This container parallelizes the application of the given module by
splitting the input across the specified devices by chunking in the batch
dimension. The module is replicated on each machine and each device, and
each such replica handles a portion of the input. During the backwards
pass, gradients from each node are averaged.

The batch size should be larger than the number of GPUs used locally.

See also: :ref:`distributed-basics` and :ref:`cuda-nn-ddp-instead`.
The same constraints on input as in :class:`torch.nn.DataParallel` apply.

Creation of this class requires that ``torch.distributed`` to be already
initialized, by calling :func:`torch.distributed.init_process_group`.

``DistributedDataParallel`` is proven to be significantly faster than
:class:`torch.nn.DataParallel` for single-node multi-GPU data
parallel training.

Here is how to use it: on each host with N GPUs, you should spawn up N processes, while ensuring that each process individually works on a single GPU 
from 0 to N-1. Therefore, it is your job to ensure that your training script operates on a single given GPU by calling:

    >>> torch.cuda.set_device(i)

where i is from 0 to N-1. In each process, you should refer the following
to construct this module:

    >>> torch.distributed.init_process_group(backend='nccl', world_size=4, init_method='...')
    >>> model = DistributedDataParallel(model, device_ids=[i], output_device=i)
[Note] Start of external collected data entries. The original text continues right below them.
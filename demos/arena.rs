/// Arena — a host-style integration: its own actor type, a custom rule,
/// and a few rounds of killmove selection.
///
/// Run with: cargo run --example arena

use killmove_filter::core::classifier::{Classifier, ClassifierOutcome};
use killmove_filter::core::condition::{Condition, ConditionRegistry};
use killmove_filter::core::params::Params;
use killmove_filter::core::pipeline::FilterPipeline;
use killmove_filter::schema::candidate::CandidateEntry;
use killmove_filter::schema::subject::{Encounter, Position, Subject, SubjectId, World};
use killmove_filter::schema::tag::TagSet;
use std::sync::Arc;
use tracing_subscriber::EnvFilter;

/// The host's own actor record.
#[derive(Clone)]
struct Fighter {
    id: u64,
    name: &'static str,
    team: u8,
    position: Position,
    heading: f32,
    skeleton: &'static str,
    health: f32,
    staggered: bool,
}

impl Subject for Fighter {
    fn id(&self) -> SubjectId {
        SubjectId(self.id)
    }
    fn position(&self) -> Position {
        self.position
    }
    fn heading(&self) -> f32 {
        self.heading
    }
    fn skeleton_path(&self) -> &str {
        self.skeleton
    }
    fn is_loaded(&self) -> bool {
        true
    }
    fn is_dead(&self) -> bool {
        self.health <= 0.0
    }
    fn is_in_paired_animation(&self) -> bool {
        false
    }
    fn is_on_mount(&self) -> bool {
        false
    }
    fn is_bleeding_out(&self) -> bool {
        self.staggered && self.health < 0.1
    }
    fn is_ragdolling(&self) -> bool {
        false
    }
    fn is_protected(&self) -> bool {
        false
    }
    fn is_essential(&self) -> bool {
        false
    }
    fn is_hostile_to(&self, other: &dyn Subject) -> bool {
        // Team lookup by ID convention: IDs below 100 are team 0.
        let other_team = if other.id().0 < 100 { 0 } else { 1 };
        other_team != self.team
    }
}

struct Arena {
    fighters: Vec<Fighter>,
}

impl World for Arena {
    fn primary(&self) -> Option<&dyn Subject> {
        self.fighters.first().map(|f| f as &dyn Subject)
    }

    fn actors_near(&self, origin: Position, range: f32) -> Vec<&dyn Subject> {
        self.fighters
            .iter()
            .filter(|f| f.position.distance(&origin) <= range)
            .map(|f| f as &dyn Subject)
            .collect()
    }
}

/// Host-specific rule registered next to the built-ins.
struct Staggered;

impl Condition for Staggered {
    fn name(&self) -> &'static str {
        "Staggered"
    }

    fn hint(&self) -> &'static str {
        "True if the victim (or attacker) is bleeding out after a stagger."
    }

    fn default_params(&self) -> Params {
        Params::new().with("check_attacker", false)
    }

    fn evaluate(&self, params: &Params, encounter: &Encounter<'_>) -> bool {
        let subject = encounter.pick(params.bool("check_attacker").unwrap_or(false));
        subject.is_bleeding_out()
    }
}

fn tags(list: &str) -> TagSet {
    TagSet::split(list)
}

fn build_pipeline() -> FilterPipeline {
    let mut registry = ConditionRegistry::builtin();
    registry.register(Staggered);
    let mut pipeline = FilterPipeline::with_registry(Arc::new(registry));

    let rules = [
        Classifier::new(pipeline.registry(), "Unconditional")
            .map(|c| c.on_true(ClassifierOutcome::new(tags("killmove"), TagSet::new()))),
        Classifier::new(pipeline.registry(), "Staggered").map(|c| {
            c.on_true(ClassifierOutcome::new(tags("finisher"), TagSet::new()))
                .on_false(ClassifierOutcome::new(TagSet::new(), tags("finisher")))
        }),
        Classifier::with_params(
            pipeline.registry(),
            "Relative Angle",
            Params::new().with("angle_min", 135.0).with("angle_max", 225.0),
        )
        .map(|c| {
            c.on_true(ClassifierOutcome::new(tags("back"), TagSet::new()))
                .on_false(ClassifierOutcome::new(TagSet::new(), tags("back")))
        }),
        Classifier::new(pipeline.registry(), "Last Hostile")
            .map(|c| c.on_false(ClassifierOutcome::new(TagSet::new(), tags("cinematic")))),
    ];

    for rule in rules {
        match rule {
            Ok(classifier) => pipeline.push_classifier(classifier),
            Err(e) => eprintln!("skipping rule: {}", e),
        }
    }

    pipeline.set_alias("sword_front", tags("killmove cinematic"));
    pipeline.set_alias("sword_back", tags("killmove back cinematic"));
    pipeline.set_alias("sword_finish", tags("killmove finisher"));
    pipeline
}

fn catalog() -> Vec<CandidateEntry> {
    vec![
        CandidateEntry::new("SwordDecapitate", tags("sword_front")),
        CandidateEntry::new("SwordThroatSlit", tags("sword_back")),
        CandidateEntry::new("SwordStab", tags("killmove")),
        CandidateEntry::new("SwordFinisher", tags("sword_finish")),
    ]
}

fn main() {
    tracing_subscriber::fmt()
        .with_env_filter(EnvFilter::try_from_default_env().unwrap_or_else(|_| EnvFilter::new("debug")))
        .init();

    let pipeline = build_pipeline();
    let catalog = catalog();

    let hero = Fighter {
        id: 1,
        name: "hero",
        team: 0,
        position: Position::new(0.0, 100.0, 0.0),
        heading: std::f32::consts::PI,
        skeleton: "Actors\\Character\\Character Assets\\skeleton.nif",
        health: 1.0,
        staggered: false,
    };

    let rounds: [(&str, Position, f32, bool, bool); 4] = [
        ("duel, facing", Position::new(0.0, 0.0, 0.0), 0.0, false, false),
        ("duel, from behind", Position::new(0.0, 0.0, 0.0), std::f32::consts::PI, false, false),
        ("crowded", Position::new(0.0, 0.0, 0.0), 0.0, false, true),
        ("staggered", Position::new(0.0, 0.0, 0.0), 0.0, true, false),
    ];

    for (label, position, heading, staggered, crowded) in rounds {
        let mut fighters = vec![hero.clone()];
        fighters.push(Fighter {
            id: 100,
            name: "bandit",
            team: 1,
            position,
            heading,
            skeleton: "Actors\\Character\\Character Assets\\skeleton.nif",
            health: if staggered { 0.05 } else { 0.5 },
            staggered,
        });
        if crowded {
            fighters.push(Fighter {
                id: 101,
                name: "bandit archer",
                team: 1,
                position: Position::new(400.0, -300.0, 0.0),
                heading: 0.0,
                skeleton: "Actors\\Character\\Character Assets\\skeleton.nif",
                health: 1.0,
                staggered: false,
            });
        }

        let arena = Arena { fighters };
        let attacker = &arena.fighters[0];
        let victim = &arena.fighters[1];
        let encounter = Encounter::new(attacker, victim, &arena);

        let names: Vec<&str> = pipeline
            .filter(&encounter, &catalog)
            .into_iter()
            .map(|c| c.id.as_str())
            .collect();
        let chosen = pipeline.select(&encounter, &catalog).map(|c| c.id.as_str());
        println!(
            "{:<18} {} vs {}: qualifying [{}], chosen {:?}",
            label,
            attacker.name,
            victim.name,
            names.join(", "),
            chosen
        );
    }

    match pipeline.to_ron_string() {
        Ok(text) => println!("\n{}", text),
        Err(e) => eprintln!("could not serialize filter: {}", e),
    }
}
In order to spawn up multiple processes per node, you can use either
``torch.distributed.launch`` or ``torch.multiprocessing.spawn``

.. note ::
    Please refer to `PyTorch Distributed Overview <https://pytorch.org/tutorials/beginner/dist_overview.html>`__
    for a brief introduction to all features related to distributed training.
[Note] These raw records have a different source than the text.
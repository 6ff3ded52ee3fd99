/// The view of the actor model that conditions evaluate against.
///
/// The engine never owns actors. Hosts implement [`Subject`] for whatever
/// their actor handle is and [`World`] for the surrounding scene.
use serde::{Deserialize, Serialize};

/// Newtype wrapper for actor IDs.
#[derive(Debug, Clone, Copy, Default, PartialEq, Eq, Hash, Serialize, Deserialize)]
pub struct SubjectId(pub u64);

/// World-space position in game units.
#[derive(Debug, Clone, Copy, PartialEq, Default, Serialize, Deserialize)]
pub struct Position {
    pub x: f32,
    pub y: f32,
    pub z: f32,
}

impl Position {
    pub fn new(x: f32, y: f32, z: f32) -> Self {
        Self { x, y, z }
    }

    pub fn distance(&self, other: &Position) -> f32 {
        let (dx, dy, dz) = (other.x - self.x, other.y - self.y, other.z - self.z);
        (dx * dx + dy * dy + dz * dz).sqrt()
    }
}

/// Facts about a single actor.
///
/// `heading` is the yaw in radians, clockwise, with 0 facing +y.
pub trait Subject {
    fn id(&self) -> SubjectId;
    fn position(&self) -> Position;
    fn heading(&self) -> f32;

    /// Path of the actor's skeleton model, e.g. `Actors\Character\...`.
    fn skeleton_path(&self) -> &str;

    fn is_loaded(&self) -> bool;
    fn is_dead(&self) -> bool;
    fn is_in_paired_animation(&self) -> bool;
    fn is_on_mount(&self) -> bool;
    fn is_bleeding_out(&self) -> bool;
    fn is_ragdolling(&self) -> bool;
    fn is_protected(&self) -> bool;
    fn is_essential(&self) -> bool;

    fn is_hostile_to(&self, other: &dyn Subject) -> bool;
}

/// Scene-level queries.
pub trait World {
    /// The always-considered primary actor (the player), if any.
    fn primary(&self) -> Option<&dyn Subject>;

    /// Actors within `range` of `origin`. May include the queried actors
    /// themselves; callers filter.
    fn actors_near(&self, origin: Position, range: f32) -> Vec<&dyn Subject>;
}

/// A world with no other actors in it.
#[derive(Debug, Clone, Copy, Default)]
pub struct EmptyWorld;

impl World for EmptyWorld {
    fn primary(&self) -> Option<&dyn Subject> {
        None
    }

    fn actors_near(&self, _origin: Position, _range: f32) -> Vec<&dyn Subject> {
        Vec::new()
    }
}

/// The pair a selection is made for, plus the world they live in.
#[derive(Clone, Copy)]
pub struct Encounter<'a> {
    pub attacker: &'a dyn Subject,
    pub victim: &'a dyn Subject,
    pub world: &'a dyn World,
}

impl<'a> Encounter<'a> {
    pub fn new(attacker: &'a dyn Subject, victim: &'a dyn Subject, world: &'a dyn World) -> Self {
        Self {
            attacker,
            victim,
            world,
        }
    }

    /// Picks the attacker when `check_attacker` is set, the victim otherwise.
    pub fn pick(&self, check_attacker: bool) -> &'a dyn Subject {
        if check_attacker {
            self.attacker
        } else {
            self.victim
        }
    }
}
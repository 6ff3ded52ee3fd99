use rustc_hash::FxHashSet;
use serde::{Deserialize, Deserializer, Serialize, Serializer};

/// A set of unique, case-sensitive tags.
///
/// Tags carry no meaning to the engine beyond equality; they are matched
/// against the required/banned sets produced by classifiers.
#[derive(Debug, Clone, Default, PartialEq, Eq)]
pub struct TagSet {
    tags: FxHashSet<String>,
}

impl TagSet {
    pub fn new() -> Self {
        Self::default()
    }

    /// Parse a whitespace-separated tag string, e.g. `"1h melee sneak"`.
    pub fn split(input: &str) -> Self {
        input.split_whitespace().collect()
    }

    /// Render the tags sorted and separated by single spaces.
    pub fn join(&self) -> String {
        self.sorted().join(" ")
    }

    /// Tags in lexicographic order.
    pub fn sorted(&self) -> Vec<&str> {
        let mut tags: Vec<&str> = self.tags.iter().map(String::as_str).collect();
        tags.sort_unstable();
        tags
    }

    pub fn insert(&mut self, tag: impl Into<String>) -> bool {
        self.tags.insert(tag.into())
    }

    pub fn remove(&mut self, tag: &str) -> bool {
        self.tags.remove(tag)
    }

    pub fn contains(&self, tag: &str) -> bool {
        self.tags.contains(tag)
    }

    pub fn len(&self) -> usize {
        self.tags.len()
    }

    pub fn is_empty(&self) -> bool {
        self.tags.is_empty()
    }

    pub fn iter(&self) -> impl Iterator<Item = &str> {
        self.tags.iter().map(String::as_str)
    }

    /// Add every tag of `other` to this set.
    pub fn merge(&mut self, other: &TagSet) {
        self.tags.extend(other.tags.iter().cloned());
    }

    /// Returns true if every tag in this set is also in `other`.
    pub fn is_subset(&self, other: &TagSet) -> bool {
        self.tags.is_subset(&other.tags)
    }

    /// Returns true if the two sets share no tag.
    pub fn is_disjoint(&self, other: &TagSet) -> bool {
        self.tags.is_disjoint(&other.tags)
    }
}

impl<S: Into<String>> FromIterator<S> for TagSet {
    fn from_iter<I: IntoIterator<Item = S>>(iter: I) -> Self {
        Self {
            tags: iter.into_iter().map(Into::into).collect(),
        }
    }
}

impl<S: Into<String>> Extend<S> for TagSet {
    fn extend<I: IntoIterator<Item = S>>(&mut self, iter: I) {
        self.tags.extend(iter.into_iter().map(Into::into));
    }
}

// Serialized sorted so saved files are stable across runs.
impl Serialize for TagSet {
    fn serialize<S: Serializer>(&self, serializer: S) -> Result<S::Ok, S::Error> {
        serializer.collect_seq(self.sorted())
    }
}

impl<'de> Deserialize<'de> for TagSet {
    fn deserialize<D: Deserializer<'de>>(deserializer: D) -> Result<Self, D::Error> {
        let tags = Vec::<String>::deserialize(deserializer)?;
        Ok(tags.into_iter().collect())
    }
}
.. note:: ``nccl`` backend is currently the fastest and
    highly recommended backend to be used with Multi-Process Single-GPU
    distributed training and this applies to both single-node and multi-node
    distributed training

.. note:: This module also supports mixed-precision distributed training.
    This means that your model can have different types of parameters such
    as mixed types of fp16 and fp32, the gradient reduction on these
    mixed types of parameters will just work fine.
    Also note that ``nccl`` backend is currently the fastest and highly
    recommended backend for fp16/fp32 mixed-precision training.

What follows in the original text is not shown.